As an athlete, I strive off competition. I like to make my body perform. But in order to perform on race day, I have to train. Just like many of you, it doesn't come easy for me. I've learned from past learning "lessons" (err... mistakes) that it takes much more than putting in the miles in order to achieve success on race day.
Always enjoying the journey and putting in the necessary quality work, I have kept a common motto for my race day performances over the past 6 years of racing endurance/multisport events
......"my mind will be my only limiter on race day".
This is something that I strive for in every race and I remind myself this with every training session. Whether it is sport nutrition, sleep, attitude, stretching or strength training - I am always thinking about what I can do to set myself up for success on race day. This may seem extreme but there's nothing "normal" about turning a single sport event into a multisport event - and racing it, or in covering a specific distance for over 30 minutes....only for a tshirt and maybe a medal.
Confidence can bring a person far but there are many pieces in the performnce puzzle that must stay together as an athlete preps for an important race. As someone who doesn't belive in "B" races - my goal is to always put my training to the test....and let my mind be my only limiter on race day.
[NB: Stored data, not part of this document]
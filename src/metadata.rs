//! On-chain ERC-20 metadata with a persistent cache.
//!
//! `decimals()` and `symbol()` are fetched once per token and memoized in
//! the token_info collection, keyed by checksummed address. Non-standard
//! tokens resolve to a fallback that is never persisted, so a later fix to
//! the token contract (proxy upgrade) can still populate the cache.

use anyhow::{anyhow, Result};
use ethers::abi::{self, ParamType, Token};
use ethers::types::{Address, U256};
use ethers::utils::to_checksum;
use tracing::{debug, warn};

use crate::chain::rpc::EthRpc;
use crate::models::TokenInfo;
use crate::store::Store;

/// `decimals()` selector.
const DECIMALS_SELECTOR: &str = "0x313ce567";
/// `symbol()` selector.
const SYMBOL_SELECTOR: &str = "0x95d89b41";

const FALLBACK_DECIMALS: u32 = 18;
const FALLBACK_SYMBOL: &str = "UNKNOWN";

pub struct TokenMetadataCache {
    rpc: EthRpc,
}

impl TokenMetadataCache {
    pub fn new(rpc: EthRpc) -> Self {
        Self { rpc }
    }

    /// Token decimals and symbol, from the persisted cache or the chain.
    /// Concurrent first-time lookups may duplicate the fetch; the upsert
    /// keyed by address keeps the cache consistent either way.
    pub async fn lookup(&self, store: &Store, address: &str) -> Result<TokenInfo> {
        let checksummed = checksum_address(address)?;

        if let Some(token) = store.find_token(&checksummed).await? {
            return Ok(token);
        }

        match self.fetch_onchain(&checksummed).await {
            Ok(token) => {
                store.insert_token(&token).await?;
                debug!(token = %checksummed, symbol = %token.symbol, "cached token metadata");
                Ok(token)
            }
            Err(e) => {
                warn!(token = %checksummed, error = %e, "token metadata fetch failed, using fallback");
                Ok(TokenInfo {
                    id: checksummed,
                    decimals: FALLBACK_DECIMALS,
                    symbol: FALLBACK_SYMBOL.to_string(),
                })
            }
        }
    }

    async fn fetch_onchain(&self, address: &str) -> Result<TokenInfo> {
        let raw = self.rpc.call(address, DECIMALS_SELECTOR).await?;
        let decimals = match abi::decode(&[ParamType::Uint(8)], &raw)?.pop() {
            Some(Token::Uint(value)) if value <= U256::from(255u64) => value.as_u32(),
            _ => return Err(anyhow!("unexpected decimals() return")),
        };

        let raw = self.rpc.call(address, SYMBOL_SELECTOR).await?;
        let symbol = match abi::decode(&[ParamType::String], &raw)?.pop() {
            Some(Token::String(value)) => value,
            _ => return Err(anyhow!("unexpected symbol() return")),
        };

        Ok(TokenInfo {
            id: address.to_string(),
            decimals,
            symbol,
        })
    }
}

pub fn checksum_address(address: &str) -> Result<String> {
    let parsed: Address = address
        .parse()
        .map_err(|_| anyhow!("invalid token address {:?}", address))?;
    Ok(to_checksum(&parsed, None))
}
But then comes the bigger obstacle. Competition. This is an area in which I once feared and now I embrace. With a body that loves to perform, I love racing others and this often brings out the greatness in myself. I crave to see athletes who are faster than me - in order to push me to my limits. For even as I race my own race, I need others to remind myself that it is possible....especially when the mind and body start their common love-hate relationship at least once during a race. But then, I also need the newbies - out there questioning their own capabilities and wondering if it is really possible. I need to stay humble to remind myself that as we all reach the same finishing line, we all go throug the same emotions, excitement, nerves and questions on race day.
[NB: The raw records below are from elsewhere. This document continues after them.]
//! Store document schemas.
//!
//! Field names mirror the on-disk collections (camelCase, `_id` keys), so the
//! structs round-trip through BSON without translation layers. Note the
//! `transaction_hash` key inside position logs: the log schema predates the
//! camelCase convention and is kept as-is.

use serde::{Deserialize, Serialize};

/// Market metadata, seeded externally. `name` is the index token display name
/// and may carry a synthetic-variant prefix letter (see `symbols`).
#[derive(Debug, Clone, Serialize, Deserialize)]
pub struct Market {
    #[serde(rename = "_id")]
    pub id: String,
    pub name: String,
    pub decimals: u32,
}

/// Cached ERC-20 metadata, keyed by checksummed contract address.
#[derive(Debug, Clone, Serialize, Deserialize)]
pub struct TokenInfo {
    #[serde(rename = "_id")]
    pub id: String,
    pub decimals: u32,
    pub symbol: String,
}

/// One entry of a position's action history. `Open` logs carry
/// `collateralUsd` and `leverage`; `Close`/`Liquidate` logs carry
/// `realizedPnl` and `percentageClosed`.
#[derive(Debug, Clone, PartialEq, Serialize, Deserialize)]
pub struct PositionLog {
    pub timestamp: i64,
    pub action: String,
    #[serde(rename = "collateralUsd", skip_serializing_if = "Option::is_none")]
    pub collateral_usd: Option<f64>,
    #[serde(skip_serializing_if = "Option::is_none")]
    pub leverage: Option<f64>,
    #[serde(rename = "realizedPnl", skip_serializing_if = "Option::is_none")]
    pub realized_pnl: Option<f64>,
    #[serde(rename = "sizeUsd")]
    pub size_usd: f64,
    #[serde(rename = "percentageClosed", skip_serializing_if = "Option::is_none")]
    pub percentage_closed: Option<i64>,
    pub price: f64,
    pub transaction_hash: String,
}

/// Per-account aggregate across all of its positions.
#[derive(Debug, Clone, Serialize, Deserialize)]
#[serde(rename_all = "camelCase")]
pub struct Account {
    #[serde(rename = "_id")]
    pub id: String,
    pub account: String,
    #[serde(default)]
    pub position_keys: Vec<String>,
    #[serde(default)]
    pub opening_size_usd: f64,
    #[serde(default)]
    pub collateral_usd: f64,
    #[serde(default)]
    pub realized_pnl: f64,
    #[serde(default)]
    pub unrealized_pnl: f64,
    #[serde(default)]
    pub opening_position_count: i64,
    #[serde(default)]
    pub closed_position_count: i64,
    #[serde(default)]
    pub profited_position_count: i64,
    #[serde(default)]
    pub profitable_ratio: f64,
    #[serde(rename = "PNL", default)]
    pub pnl: f64,
    #[serde(rename = "ROI", default)]
    pub roi: f64,
    #[serde(default)]
    pub traded_assets: Vec<String>,
}

impl Account {
    pub fn new(owner: &str) -> Self {
        Self {
            id: owner.to_string(),
            account: owner.to_string(),
            position_keys: Vec::new(),
            opening_size_usd: 0.0,
            collateral_usd: 0.0,
            realized_pnl: 0.0,
            unrealized_pnl: 0.0,
            opening_position_count: 0,
            closed_position_count: 0,
            profited_position_count: 0,
            profitable_ratio: 0.0,
            pnl: 0.0,
            roi: 0.0,
            traded_assets: Vec::new(),
        }
    }
}

/// An open position, keyed by its deterministic position key. Deleted once
/// fully closed; its logs migrate into the closed counterpart.
#[derive(Debug, Clone, Serialize, Deserialize)]
#[serde(rename_all = "camelCase")]
pub struct OpeningPosition {
    #[serde(rename = "_id")]
    pub id: String,
    pub position_key: String,
    pub owner_account: String,
    pub asset: String,
    pub side: String,
    #[serde(default)]
    pub size_usd: f64,
    #[serde(default)]
    pub entry_price: f64,
    #[serde(default)]
    pub unrealized_pnl: f64,
    #[serde(default, skip_serializing_if = "Option::is_none")]
    pub first_opened_at: Option<i64>,
    #[serde(default)]
    pub logs: Vec<PositionLog>,
}

/// Realized history of a position key; survives re-opens and accumulates
/// across repeated close-outs.
#[derive(Debug, Clone, Serialize, Deserialize)]
#[serde(rename_all = "camelCase")]
pub struct ClosedPosition {
    #[serde(rename = "_id")]
    pub id: String,
    pub position_key: String,
    pub owner_account: String,
    pub asset: String,
    pub side: String,
    #[serde(default)]
    pub realized_pnl: f64,
    #[serde(default, skip_serializing_if = "Option::is_none")]
    pub last_closed_at: Option<i64>,
    #[serde(default)]
    pub logs: Vec<PositionLog>,
}

/// High-water-mark cursor persisted in the configs collection.
#[derive(Debug, Clone, Serialize, Deserialize)]
pub struct CursorDoc {
    #[serde(rename = "_id")]
    pub id: String,
    pub last_updated_at_block_number: i64,
}

pub fn position_side(is_long: bool) -> &'static str {
    if is_long {
        "Long"
    } else {
        "Short"
    }
}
Triathlons are an amazing lifestyle. I can't even start a proper sentence when I begin to think about how tri's have changed my life. I'm filled with so many emotions and the biggest life change, besides creating a passion for helping others through my Trimarni Coaching and Nutrition business, was meeting Karel just a week after I did my first half ironman and 1 month after finishing the 2006 Boston Marathon. Six months prior to my first Ironman, Karel has embraced and supported my lifetyle and has really shown me what it takes to compete at a level beyond what one believes is possible.
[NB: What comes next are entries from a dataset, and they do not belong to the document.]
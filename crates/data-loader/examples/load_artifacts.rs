use data_loader::DataIndex;
use std::path::Path;
use std::time::Instant;

fn main() {
    let data_dir = Path::new("data/sample");

    println!("Loading CineMatch artifacts...\n");

    let start = Instant::now();
    let index = DataIndex::load_from_files(data_dir)
        .expect("Failed to load artifacts");
    let elapsed = start.elapsed();

    let size = index.similarity().size();

    println!("\n=== Load Complete ===");
    println!("Time taken: {:?}", elapsed);
    println!("Movies: {}", index.len());
    println!("Matrix: {}x{}", size, size);
    println!("\nPerformance: {:.0} scores/second",
             (size * size) as f64 / elapsed.as_secs_f64());
}
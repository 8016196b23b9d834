//! Recommender settings.

/// Number of recommendations returned by default
pub const DEFAULT_TOP_K: usize = 5;

/// Which entry of the ranked row counts as the query movie itself.
///
/// With a well-formed matrix the query's self-similarity is the unique row
/// maximum and both policies agree. They differ when another movie ties or
/// beats the diagonal.
#[derive(Debug, Clone, Copy, PartialEq, Eq, Default)]
pub enum SelfMatchPolicy {
    /// Drop whatever ranks first, assuming it is the query.
    #[default]
    DropTopRanked,
    /// Drop the query's own index wherever it ranks.
    ExcludeQueryIndex,
}

/// Tunable knobs for [`crate::Recommender`]
#[derive(Debug, Clone, Copy, PartialEq, Eq)]
pub struct RecommenderConfig {
    pub top_k: usize,
    pub self_match: SelfMatchPolicy,
}

impl Default for RecommenderConfig {
    fn default() -> Self {
        Self {
            top_k: DEFAULT_TOP_K,
            self_match: SelfMatchPolicy::default(),
        }
    }
}

impl RecommenderConfig {
    pub fn with_top_k(mut self, top_k: usize) -> Self {
        self.top_k = top_k;
        self
    }

    pub fn with_self_match(mut self, policy: SelfMatchPolicy) -> Self {
        self.self_match = policy;
        self
    }
}

#[cfg(test)]
mod tests {
    use super::*;

    #[test]
    fn test_defaults() {
        let config = RecommenderConfig::default();
        assert_eq!(config.top_k, 5);
        assert_eq!(config.self_match, SelfMatchPolicy::DropTopRanked);
    }

    #[test]
    fn test_builder() {
        let config = RecommenderConfig::default()
            .with_top_k(10)
            .with_self_match(SelfMatchPolicy::ExcludeQueryIndex);
        assert_eq!(config.top_k, 10);
        assert_eq!(config.self_match, SelfMatchPolicy::ExcludeQueryIndex);
    }
}
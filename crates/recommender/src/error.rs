//! Query-time errors.

use thiserror::Error;

/// The only way a lookup can fail.
///
/// An unknown title is an error, never an empty result, so callers can tell
/// "not in the catalog" apart from "nothing similar".
#[derive(Error, Debug, Clone, PartialEq, Eq)]
pub enum RecommendError {
    #[error("Movie {title:?} not found in catalog")]
    NotFound { title: String },
}

pub type Result<T> = std::result::Result<T, RecommendError>;
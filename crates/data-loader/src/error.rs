//! Error types for the data-loader crate.
//!
//! Everything that can go wrong while reading the catalog and the
//! similarity matrix ends up in [`DataLoadError`]. Once a `DataIndex`
//! exists, nothing in this crate fails anymore.

use thiserror::Error;

/// Errors that can occur while loading the precomputed artifacts
#[derive(Error, Debug)]
pub enum DataLoadError {
    /// File could not be found
    #[error("Failed to open file: {path}")]
    FileNotFound { path: String },

    /// I/O error occurred while reading file
    #[error("I/O error: {0}")]
    IoError(#[from] std::io::Error),

    /// Artifact was not valid JSON or did not have the expected shape
    #[error("JSON error: {0}")]
    Json(#[from] serde_json::Error),

    /// Artifact content couldn't be parsed
    #[error("Parse error in {file}: {reason}")]
    ParseError { file: String, reason: String },

    /// Catalog length and matrix dimensions disagree
    ///
    /// `rows`/`cols` are what the matrix actually has, `expected` is the
    /// number of catalog records.
    #[error("Similarity matrix is {rows}x{cols} but catalog has {expected} movies")]
    DimensionMismatch {
        expected: usize,
        rows: usize,
        cols: usize,
    },

    /// A data field had an invalid value
    #[error("Invalid value for {field}: {value}")]
    InvalidValue { field: String, value: String },

    /// Data validation failed
    #[error("Validation failed: {0}")]
    ValidationError(String),
}

/// Convenience type alias for Results in this crate
pub type Result<T> = std::result::Result<T, DataLoadError>;
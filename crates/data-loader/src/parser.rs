//! Parsers for the precomputed artifacts.
//!
//! - movies.json: `[{"title": ..., "genres": ..., "overview": ...}, ...]`
//! - similarity.json: `[[f64; N]; N]`
//! - similarity.bin: N*N little-endian f64 values, row-major
//!
//! The binary matrix carries no header; its side length is recovered from
//! the byte count and checked against the catalog later.

use crate::error::{DataLoadError, Result};
use crate::types::*;
use std::fs::File;
use std::io::Read;
use std::path::Path;

/// Width of one matrix entry in the binary format
const F64_BYTES: usize = std::mem::size_of::<f64>();

/// Matrix serialization, picked from the file extension
#[derive(Debug, Clone, Copy, PartialEq, Eq)]
pub enum MatrixFormat {
    Json,
    Binary,
}

impl MatrixFormat {
    /// `.bin` means binary, anything else is treated as JSON
    pub fn from_path(path: &Path) -> Self {
        match path.extension().and_then(|ext| ext.to_str()) {
            Some("bin") => MatrixFormat::Binary,
            _ => MatrixFormat::Json,
        }
    }
}

/// Read a whole file, mapping a missing file to `FileNotFound`
fn read_bytes(path: &Path) -> Result<Vec<u8>> {
    let mut file = File::open(path).map_err(|e| match e.kind() {
        std::io::ErrorKind::NotFound => DataLoadError::FileNotFound {
            path: path.display().to_string(),
        },
        _ => DataLoadError::IoError(e),
    })?;
    let mut bytes = Vec::new();
    file.read_to_end(&mut bytes)?;
    Ok(bytes)
}

fn file_name(path: &Path) -> String {
    path.file_name()
        .map(|n| n.to_string_lossy().into_owned())
        .unwrap_or_else(|| path.display().to_string())
}

/// Parse the catalog file
pub fn parse_catalog(path: &Path) -> Result<Vec<MovieRecord>> {
    let bytes = read_bytes(path)?;
    parse_catalog_slice(&bytes).map_err(|e| match e {
        DataLoadError::Json(err) => DataLoadError::ParseError {
            file: file_name(path),
            reason: err.to_string(),
        },
        other => other,
    })
}

/// Parse catalog JSON from memory
pub fn parse_catalog_slice(bytes: &[u8]) -> Result<Vec<MovieRecord>> {
    let records: Vec<MovieRecord> = serde_json::from_slice(bytes)?;
    Ok(records)
}

/// Parse a matrix in whichever format its extension says
pub fn parse_matrix(path: &Path) -> Result<SimilarityMatrix> {
    match MatrixFormat::from_path(path) {
        MatrixFormat::Json => parse_matrix_json(path),
        MatrixFormat::Binary => parse_matrix_bin(path),
    }
}

/// Parse a JSON array-of-rows matrix
pub fn parse_matrix_json(path: &Path) -> Result<SimilarityMatrix> {
    let bytes = read_bytes(path)?;
    let rows: Vec<Vec<f64>> = serde_json::from_slice(&bytes).map_err(|e| {
        DataLoadError::ParseError {
            file: file_name(path),
            reason: e.to_string(),
        }
    })?;
    SimilarityMatrix::from_rows(rows)
}

/// Parse a raw little-endian f64 square matrix
pub fn parse_matrix_bin(path: &Path) -> Result<SimilarityMatrix> {
    let bytes = read_bytes(path)?;
    decode_matrix_bin(&bytes).map_err(|e| match e {
        DataLoadError::ValidationError(reason) => DataLoadError::ParseError {
            file: file_name(path),
            reason,
        },
        other => other,
    })
}

/// Decode the binary matrix format from memory
pub fn decode_matrix_bin(bytes: &[u8]) -> Result<SimilarityMatrix> {
    if bytes.len() % F64_BYTES != 0 {
        return Err(DataLoadError::ValidationError(format!(
            "{} bytes is not a whole number of f64 values",
            bytes.len()
        )));
    }
    let count = bytes.len() / F64_BYTES;
    let size = square_side(count).ok_or_else(|| {
        DataLoadError::ValidationError(format!("{} values do not form a square matrix", count))
    })?;

    let values = bytes
        .chunks_exact(F64_BYTES)
        .map(|chunk| {
            let mut buf = [0u8; F64_BYTES];
            buf.copy_from_slice(chunk);
            f64::from_le_bytes(buf)
        })
        .collect();

    SimilarityMatrix::from_flat(size, values)
}

/// Side length of a square with `count` cells, if there is one
fn square_side(count: usize) -> Option<usize> {
    let side = (count as f64).sqrt().round() as usize;
    (side * side == count).then_some(side)
}

/// Encode a matrix in the binary format (inverse of [`decode_matrix_bin`])
pub fn encode_matrix_bin(matrix: &SimilarityMatrix) -> Vec<u8> {
    let mut bytes = Vec::with_capacity(matrix.size() * matrix.size() * F64_BYTES);
    for row in matrix.rows() {
        for value in row {
            bytes.extend_from_slice(&value.to_le_bytes());
        }
    }
    bytes
}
And after 6 years, we finally shared the same course for our first-ever triathlon race together.
4th overall femal
1st age group
Stats from Karel's race:
Swim: ~31 min
Bike: 55.30 (~26mph average)
Total time: 2:11.27
5th overall male
2nd age group
Results (splits should be up soon)
Words can't describe this experience. With Karel saying that he wanted to quite the swim at 250 meters and me having the race of my life, I really cheerish moments like this that prove that the mind can be stronger than the body.
Karel fought the demons in his head that were telling him to quit and he didn't count himself out - after blazzing the bike and really pushing it on the run.
I needed the fast girls out there to beat me - for if they weren't out there, I don't know if I would have executed my smart race day plan.
And of course, with Karel being out there - I couldn't hold anything back - or else he would know :)
A big congrats to all the newbies and veterans out on the course - it was wonderful to share such a great race with so many inspiring individuals.